Cette exposition qui se prolongera jusqu’en septembre, célèbre les cent ans du début de la collection quand la ville acquit en 1920, 1600 objets achetés à Henri Pareyn et reçut la même année une donation du ministre des colonies Louis Franck. La collection s’est agrandie par la suite grâce à des dons en partIculier de missionnaires.
Les pièces sont exposées selon leurs peuples d’origine, couvrant ainsi quasi tout le Congo actuel: Kongo, Teke, Pende, Chokwe, Kuba, Songye, Luba, etc.

On admire la beauté des artistes, on cite même leur nom quand dans des cas rarissimes on le connaît, comme celui du sculpteur Kadyaat Kalool. On ne peut qu’être subjugué par la beauté de cette statue d’un ancêtre Hemba, cette statuette de femme Songye, ce masque royal féminin Kuba avec des traces de larmes, ces très rares statuettes Kuba en fer, de personnages aux mains disproportionnées.
Zoo humain
Chaque visiteur reçoit dans sa langue un guide très complet expliquant chaque pièce avec sa fonction et n’hésite pas à indiquer sa provenance si on a la preuve qu’il y a eu spoliation : c’est le cas par exemple d’une statue de pouvoir (nkishi) du chef Songye Nkolomony tué par les Belges pour s’être rebellé. Sa statue fut alors volée par les Belges et s’est retrouvée en 1923 en possession du Belge Paul Osterieth.

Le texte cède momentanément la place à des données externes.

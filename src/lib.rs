//! peerbench -- peer-driven benchmark and capture tests for Linux network links.
//!
//! This crate provides the test lifecycle driver behind the `peerbench` CLI:
//! parameter resolution, dependency provisioning on a local host and an
//! SSH-reachable peer, interface/MTU configuration, benchmark tool builds,
//! output parsing and threshold verdicts, and best-effort teardown.

pub mod cases;
pub mod exec;
pub mod fetch;
pub mod netdev;
pub mod params;
pub mod parse;
pub mod pkg;
pub mod preflight;
pub mod remote;
pub mod verdict;

pub use cases::CaseKind;
pub use params::TestParams;
pub use verdict::{TestReport, Verdict};

/// Run one test case end to end: setup, execute/verify, teardown.
pub async fn run_case(kind: CaseKind, params: &TestParams) -> TestReport {
    cases::run(kind, params).await
}
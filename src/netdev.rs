//! Network interface state: sysfs reads and `ip` command mutations, on the
//! local host and (over the session) on the peer.

use crate::exec;
use crate::remote::RemoteSession;
use anyhow::{bail, Context, Result};
use std::path::PathBuf;
use std::time::Duration;
use tracing::{debug, info};

/// Names of the interfaces present on this host, from /sys/class/net.
pub fn interfaces() -> Result<Vec<String>> {
    let entries =
        std::fs::read_dir("/sys/class/net").context("failed to read network interfaces")?;
    let mut names = Vec::new();
    for entry in entries {
        let entry = entry?;
        names.push(entry.file_name().to_string_lossy().to_string());
    }
    Ok(names)
}

/// One named interface on the local host.
#[derive(Debug, Clone)]
pub struct NetworkInterface {
    name: String,
}

impl NetworkInterface {
    pub fn new(name: &str) -> Self {
        NetworkInterface {
            name: name.to_string(),
        }
    }

    pub fn name(&self) -> &str {
        &self.name
    }

    fn sysfs(&self, attr: &str) -> PathBuf {
        PathBuf::from("/sys/class/net").join(&self.name).join(attr)
    }

    pub fn exists(&self) -> bool {
        self.sysfs("").exists()
    }

    /// Assign an IPv4 address. No-op flagged by the caller when ip is empty.
    pub async fn add_ipaddr(&self, ip: &str, prefix: u8) -> Result<()> {
        info!(iface = %self.name, %ip, %prefix, "adding address");
        let cidr = format!("{ip}/{prefix}");
        let out = exec::run("ip", &["addr", "add", &cidr, "dev", &self.name]).await?;
        // "File exists" means the address is already configured; keep going.
        if !out.success() && !out.stderr_text().contains("File exists") {
            bail!(
                "ip addr add {cidr} dev {} failed: {}",
                self.name,
                out.stderr_text().trim()
            );
        }
        Ok(())
    }

    pub async fn remove_ipaddr(&self, ip: &str, prefix: u8) -> Result<()> {
        info!(iface = %self.name, %ip, %prefix, "removing address");
        let cidr = format!("{ip}/{prefix}");
        let out = exec::run("ip", &["addr", "del", &cidr, "dev", &self.name]).await?;
        if !out.success() {
            bail!(
                "ip addr del {cidr} dev {} failed: {}",
                self.name,
                out.stderr_text().trim()
            );
        }
        Ok(())
    }

    pub async fn set_mtu(&self, mtu: u32) -> Result<()> {
        info!(iface = %self.name, %mtu, "setting mtu");
        let mtu = mtu.to_string();
        let out = exec::run("ip", &["link", "set", &self.name, "mtu", &mtu]).await?;
        if !out.success() {
            bail!("failed to set mtu on {}: {}", self.name, out.stderr_text().trim());
        }
        Ok(())
    }

    pub async fn bring_up(&self) -> Result<()> {
        let out = exec::run("ip", &["link", "set", &self.name, "up"]).await?;
        if !out.success() {
            bail!("failed to bring up {}: {}", self.name, out.stderr_text().trim());
        }
        Ok(())
    }

    /// Carrier present and operstate up.
    pub fn is_link_up(&self) -> bool {
        let operstate = std::fs::read_to_string(self.sysfs("operstate")).unwrap_or_default();
        if operstate.trim() == "up" {
            return true;
        }
        let carrier = std::fs::read_to_string(self.sysfs("carrier")).unwrap_or_default();
        carrier.trim() == "1"
    }

    /// Poll for link-up once a second, bounded by `timeout`.
    pub async fn wait_link_up(&self, timeout: Duration) -> bool {
        let deadline = tokio::time::Instant::now() + timeout;
        loop {
            if self.is_link_up() {
                return true;
            }
            if tokio::time::Instant::now() >= deadline {
                return false;
            }
            debug!(iface = %self.name, "waiting for link");
            tokio::time::sleep(Duration::from_secs(1)).await;
        }
    }

    /// Negotiated link speed in Mb/s from the sysfs speed attribute. Read at
    /// execution time so MTU/link renegotiation is reflected in thresholds.
    pub fn speed_mbit(&self) -> Result<u64> {
        let raw = std::fs::read_to_string(self.sysfs("speed"))
            .with_context(|| format!("failed to read link speed of {}", self.name))?;
        let speed: i64 = raw
            .trim()
            .parse()
            .with_context(|| format!("bad speed value for {}: {raw:?}", self.name))?;
        if speed <= 0 {
            bail!("link speed of {} is not reported (got {speed})", self.name);
        }
        Ok(speed as u64)
    }
}

/// Name of the peer interface bearing `ip`, discovered over the session.
pub async fn peer_interface_for(session: &RemoteSession, ip: &str) -> Result<String> {
    let out = session
        .run("ip -o -4 addr show")
        .await
        .context("failed to list peer addresses")?;
    if !out.success() {
        bail!("ip addr listing on peer failed: {}", out.stderr_text().trim());
    }
    interface_bearing(&out.stdout_text(), ip)
        .ok_or_else(|| anyhow::anyhow!("no peer interface carries {ip}"))
}

/// Parse one-line `ip -o -4 addr show` output for the interface owning `ip`.
fn interface_bearing(output: &str, ip: &str) -> Option<String> {
    let needle = format!("{ip}/");
    for line in output.lines() {
        // 2: eth1    inet 10.0.0.2/24 brd 10.0.0.255 scope global eth1
        if line.contains(&needle) {
            let mut tokens = line.split_whitespace();
            let _idx = tokens.next()?;
            return tokens.next().map(|s| s.to_string());
        }
    }
    None
}

/// Set the MTU of a named interface on the peer.
pub async fn peer_set_mtu(session: &RemoteSession, iface: &str, mtu: u32) -> Result<()> {
    info!(peer_iface = %iface, %mtu, "setting peer mtu");
    let out = session
        .run(&format!("ip link set {iface} mtu {mtu}"))
        .await?;
    if !out.success() {
        bail!("peer mtu change on {iface} failed: {}", out.stderr_text().trim());
    }
    Ok(())
}

#[cfg(test)]
mod tests {
    use super::*;

    #[test]
    fn test_interface_bearing_finds_named_interface() {
        let output = "\
1: lo    inet 127.0.0.1/8 scope host lo\\       valid_lft forever preferred_lft forever
2: eth1    inet 10.0.0.2/24 brd 10.0.0.255 scope global eth1\\       valid_lft forever preferred_lft forever
";
        assert_eq!(
            interface_bearing(output, "10.0.0.2"),
            Some("eth1".to_string())
        );
        assert_eq!(interface_bearing(output, "10.0.0.3"), None);
    }

    #[test]
    fn test_interface_bearing_requires_exact_prefix_match() {
        // 10.0.0.20 must not match a query for 10.0.0.2.
        let output = "2: eth1    inet 10.0.0.20/24 brd 10.0.0.255 scope global eth1";
        assert_eq!(interface_bearing(output, "10.0.0.2"), None);
    }

    #[test]
    fn test_loopback_is_listed() {
        // Every Linux host has lo; keeps the sysfs scan honest.
        let names = interfaces().unwrap();
        assert!(names.iter().any(|n| n == "lo"));
    }

    #[test]
    fn test_missing_interface_does_not_exist() {
        assert!(!NetworkInterface::new("pbench-does-not-exist0").exists());
    }
}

Mais la plupart des pièces exposées ont été achetées ou reçues à l’époque sans aucune référence sur leur provenance et sur les conditions de leur acquisition. Un travail de recherche est encore nécessaire quand il est possible.
Cette exposition a été préparée par des chercheurs, artistes et vidéastes belges, belges d’origine congolaise et congolais Elle est introduite par un tableau de Cheri Samba, Hommage aux anciens créateurs.
La seconde manière -concommitante- de visiter cette expo est de regarder et lire les nombreux documents placés tout autour de la salle d’exposition et qui racontent des siècles de rapport entre l’Europe et le Congo. Avec des documents du XVIIe siècle indiquant la présence à Anvers de bateaux d’esclavagistes, mais aussi les premiers portraits dAfricains par Rubens et Jordaens.
On raconte aussi avec des affiches, photos et documents, Anvers pendant la période coloniale. Lors des deux expositions universelles, la ville présentait de vrais zoos humains avec des Congolais amenés pour jouer comme on l’exigeait, le rôle de colonisés: trajets en pirogue, poses avec lances, etc. Dans le zoo humain de 1894, où se retrouvaient 144 hommes, femmes et enfants, 44 tombèrent gravement malades et huit moururent et furent enterrés au cimetière de Kiel.
La restitution
Cette histoire évoque aussi le rôle des missionnaires, le syncrétisme de symboles comme le crucifix.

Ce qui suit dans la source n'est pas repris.